Hmmm... the battery only seems to be charging up to 3.91V, as measured by the phone. So it thinks it is only 91% charged. Edit: Nevermind, it came up to 4.178V and now says it is fully charged. Cool.

If this seems to run well in the next couple weeks, I'll probably post a review on the site I purchased it from, as well as leave a comment here.

Tuesday, June 30, 2009

Lua on Java on DalvikVM on Android

Yes, you read that right.

I was poking around with Lua implementations and ran across LuaJ, which is an implementation of Lua written in Java.

Well, after following Davanum Srinivas's instructions on how to convert a standard JAR into one that can be installed in Android, I was able to get it to run Lua scripts inside the Android emulator.

It shouldn't be too hard to write a regular Android application that would allow the user to type in Lua chunks and run them. I haven't seen much in terms of scripting capabilities for the Android platform... Lua would be a good fit for that.

The only caveat is that the LuaJ implementation is generating and running Lua bytecodes in a Lua VM. Which is running on top of the Dalvik VM. So it is going to be crazy slow. It's kind of amazing that it runs at all, Google must have implemented a lot of the core Java stuff, including reflection.

Now here's an interesting tidbit... The Dalvik VM is register based, as opposed to the stack based JVM. And the Lua VM is register based. So what are the possibilities for "native" (by this I mean Dalvik) code generation by the LuaC compiler?

Does the Dalvik VM even support having some memory buffer contain some bytecode that it will then execute? Would we have to go through the filesystem instead (meaning generating a .dex archive or such)? Inquiring minds want to know.

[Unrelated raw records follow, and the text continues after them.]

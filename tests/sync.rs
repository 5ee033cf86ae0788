/*
 * Semaphore and Condition Variable Tests
 *
 * Semaphores wake their highest-priority waiter regardless of arrival
 * order; condition variables deliver signals the same way and carry Mesa
 * semantics, so woken waiters re-check their predicate under the lock.
 */

use std::sync::Arc;

use spin::Mutex;

use vireo_kernel_sched::{scheduler, timer, Condition, Config, Kernel, Lock, Semaphore};

type Trace = Arc<Mutex<Vec<i32>>>;

fn trace() -> Trace {
    Arc::new(Mutex::new(Vec::new()))
}

#[test]
fn semaphore_wakes_waiters_in_priority_order() {
    Kernel::run(Config::new(), || {
        let sema = Arc::new(Semaphore::new(0));
        let events = trace();

        // five waiters arrive in ascending priority order
        for priority in [10, 20, 30, 40, 50] {
            let sema = sema.clone();
            let events = events.clone();
            scheduler::spawn("waiter", priority, move || {
                sema.down();
                events.lock().push(priority);
            })
            .expect("spawn failed");
        }
        // let the low-priority waiters reach the semaphore too
        timer::sleep(1);
        assert_eq!(sema.waiter_count(), 5);

        for _ in 0..5 {
            sema.up();
        }
        // the two waiters below our priority are runnable but not yet run
        timer::sleep(1);

        assert_eq!(*events.lock(), vec![50, 40, 30, 20, 10]);
    });
}

#[test]
fn semaphore_ping_pong() {
    Kernel::run(Config::new(), || {
        let ours = Arc::new(Semaphore::new(0));
        let theirs = Arc::new(Semaphore::new(0));

        {
            let (ours, theirs) = (ours.clone(), theirs.clone());
            scheduler::spawn("pong", 31, move || {
                for _ in 0..10 {
                    ours.down();
                    theirs.up();
                }
            })
            .expect("spawn failed");
        }

        for _ in 0..10 {
            ours.up();
            theirs.down();
        }
        assert_eq!(ours.value(), 0);
        assert_eq!(theirs.value(), 0);
    });
}

#[test]
fn try_down_never_blocks() {
    Kernel::run(Config::new(), || {
        let sema = Semaphore::new(1);
        assert!(sema.try_down());
        assert!(!sema.try_down());
        sema.up();
        assert!(sema.try_down());
    });
}

#[test]
fn uncontended_up_then_down_leaves_the_value_unchanged() {
    Kernel::run(Config::new(), || {
        let sema = Semaphore::new(3);
        sema.up();
        sema.down();
        assert_eq!(sema.value(), 3);
    });
}

#[test]
fn condition_signals_highest_priority_waiter_first() {
    Kernel::run(Config::new(), || {
        let lock = Arc::new(Lock::new());
        let cond = Arc::new(Condition::new());
        let events = trace();

        for priority in [10, 25, 50] {
            let (lock, cond, events) = (lock.clone(), cond.clone(), events.clone());
            scheduler::spawn("waiter", priority, move || {
                lock.acquire();
                cond.wait(&lock);
                events.lock().push(priority);
                lock.release();
            })
            .expect("spawn failed");
        }
        timer::sleep(1);
        assert_eq!(cond.waiter_count(), 3);

        for _ in 0..3 {
            lock.acquire();
            cond.signal(&lock);
            lock.release();
        }
        timer::sleep(1);

        assert_eq!(*events.lock(), vec![50, 25, 10]);
        assert_eq!(cond.waiter_count(), 0);
    });
}

#[test]
fn broadcast_wakes_every_waiter() {
    Kernel::run(Config::new(), || {
        let lock = Arc::new(Lock::new());
        let cond = Arc::new(Condition::new());
        let events = trace();

        for priority in [12, 28, 44] {
            let (lock, cond, events) = (lock.clone(), cond.clone(), events.clone());
            scheduler::spawn("waiter", priority, move || {
                lock.acquire();
                cond.wait(&lock);
                events.lock().push(priority);
                lock.release();
            })
            .expect("spawn failed");
        }
        timer::sleep(1);

        lock.acquire();
        cond.broadcast(&lock);
        lock.release();
        timer::sleep(1);

        assert_eq!(*events.lock(), vec![44, 28, 12]);
    });
}

#[test]
fn mesa_waiters_recheck_their_predicate() {
    Kernel::run(Config::new(), || {
        let lock = Arc::new(Lock::new());
        let cond = Arc::new(Condition::new());
        let queue: Arc<Mutex<Vec<i32>>> = Arc::new(Mutex::new(Vec::new()));
        let consumed = trace();

        {
            let (lock, cond, queue, consumed) =
                (lock.clone(), cond.clone(), queue.clone(), consumed.clone());
            scheduler::spawn("consumer", 40, move || {
                lock.acquire();
                // Mesa discipline: the signal is a hint, not a handoff
                while queue.lock().is_empty() {
                    cond.wait(&lock);
                }
                let item = queue.lock().pop().expect("predicate held");
                consumed.lock().push(item);
                lock.release();
            })
            .expect("spawn failed");
        }

        lock.acquire();
        queue.lock().push(7);
        cond.signal(&lock);
        lock.release();
        timer::sleep(1);

        assert_eq!(*consumed.lock(), vec![7]);
    });
}

#[test]
fn semaphore_value_never_observed_negative() {
    Kernel::run(Config::new(), || {
        let sema = Arc::new(Semaphore::new(0));

        {
            let sema = sema.clone();
            scheduler::spawn("taker", 45, move || {
                sema.down();
            })
            .expect("spawn failed");
        }
        // the taker is parked; value stays at zero, not below
        assert_eq!(sema.value(), 0);
        assert_eq!(sema.waiter_count(), 1);

        sema.up();
        timer::sleep(1);
        assert_eq!(sema.value(), 0);
        assert_eq!(sema.waiter_count(), 0);
    });
}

There seems to be a lot of potential in general for a decent scripting language on the Android platform.

Tuesday, June 23, 2009

ConnectBot issue fixed

I mentioned having a problem with ConnectBot previously. Downloaded the source, found the problem, submitted a patch, it was accepted, downloaded the development snapshot... and it works! Life is good.

Monday, June 22, 2009

2009H1 Update

Here's a semi-yearly update of what's going on in my tech life:

Haven't been hacking any Haskell lately. It's a brilliant language, but one I never got comfortable enough with. We're trying to use Python for application and test script development at work, which is OK so far.

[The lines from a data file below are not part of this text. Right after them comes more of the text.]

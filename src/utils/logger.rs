/*
 * Kernel Logging System
 *
 * Routes the `log` facade to standard error with the record's level as a
 * prefix. On the real machine this would write to the serial console; the
 * host's stderr plays that role here.
 *
 * Why this is important:
 * - Enables systematic debugging and monitoring of scheduler operations
 * - Integrates with Rust's standard logging framework
 * - Allows tracking of boot, spawn, and context-switch behavior
 */

use std::io::Write;
use std::sync::Once;

use log::{Level, LevelFilter, Metadata, Record};

/// Logger implementation writing to the host's standard error.
struct HostLogger;

impl log::Log for HostLogger {
    /// Checks if the given log level is enabled.
    fn enabled(&self, metadata: &Metadata) -> bool {
        metadata.level() <= Level::Info
    }

    /// Logs the record by printing it to standard error.
    fn log(&self, record: &Record) {
        if self.enabled(record.metadata()) {
            eprintln!("[{}] {}", record.level(), record.args());
        }
    }

    /// Flushes standard error.
    fn flush(&self) {
        let _ = std::io::stderr().flush();
    }
}

/// The logger instance used for logging.
static LOGGER: HostLogger = HostLogger;

static INIT: Once = Once::new();

/// Initialize the logger, once per process.
///
/// Later kernels in the same process reuse the first registration. If an
/// embedding application already installed its own `log` implementation,
/// that one wins and this call is a no-op.
pub fn init() {
    INIT.call_once(|| {
        if log::set_logger(&LOGGER).is_ok() {
            log::set_max_level(LevelFilter::Info);
        }
    });
}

I've been investigating Lua a lot recently. We've experimented with it for a couple embedded projects so far. It is just about the only scripting language that will fit into small embedded platforms... everything else is just too hard to port. You can easily configure Lua to just include the parts you want. So for that reason alone, I think I'll be pushing for its use on future projects.

The more I've learned about the design of Lua, the more I like it. The language itself has a lot of neat features. It is very compact, very Scheme-like. But better than Scheme in that its fundamental data structure is the table, instead of a linked list. It has pretty good support for functional programming, tail call optimization, and coroutines too.

The implementation is small enough to learn and hack easily. As opposed to GHC... Don't get me wrong, it is a phenomenal work, but if you've ever looked under the hood of that compiler... yikes.




In other news I bought an Android Developer G1 phone. I've downloaded a popular community firmware, and also loaded Ubuntu on it. Still got some configuration issues to work out, and ConnectBot is giving me some problems while running VIM. Just have a 2.5G data service plan, which is a little pokey when out and about. But it's looking good so far.

I've wanted a decent, portable Linux machine to do hacking on for a long time... dating back to the days when I was messing around with trying to get a cut-down version of Linux running on a HP 100 LX palmtop. And now I'm there... with the Ubuntu userland installed it has Python and Lua, VIM, screen, ssh, rsync and GCC. A decent browser, always-on (if slow) Internet, WiFi, Bluetooth, expandable storage... and it makes phone calls too! How cool is that?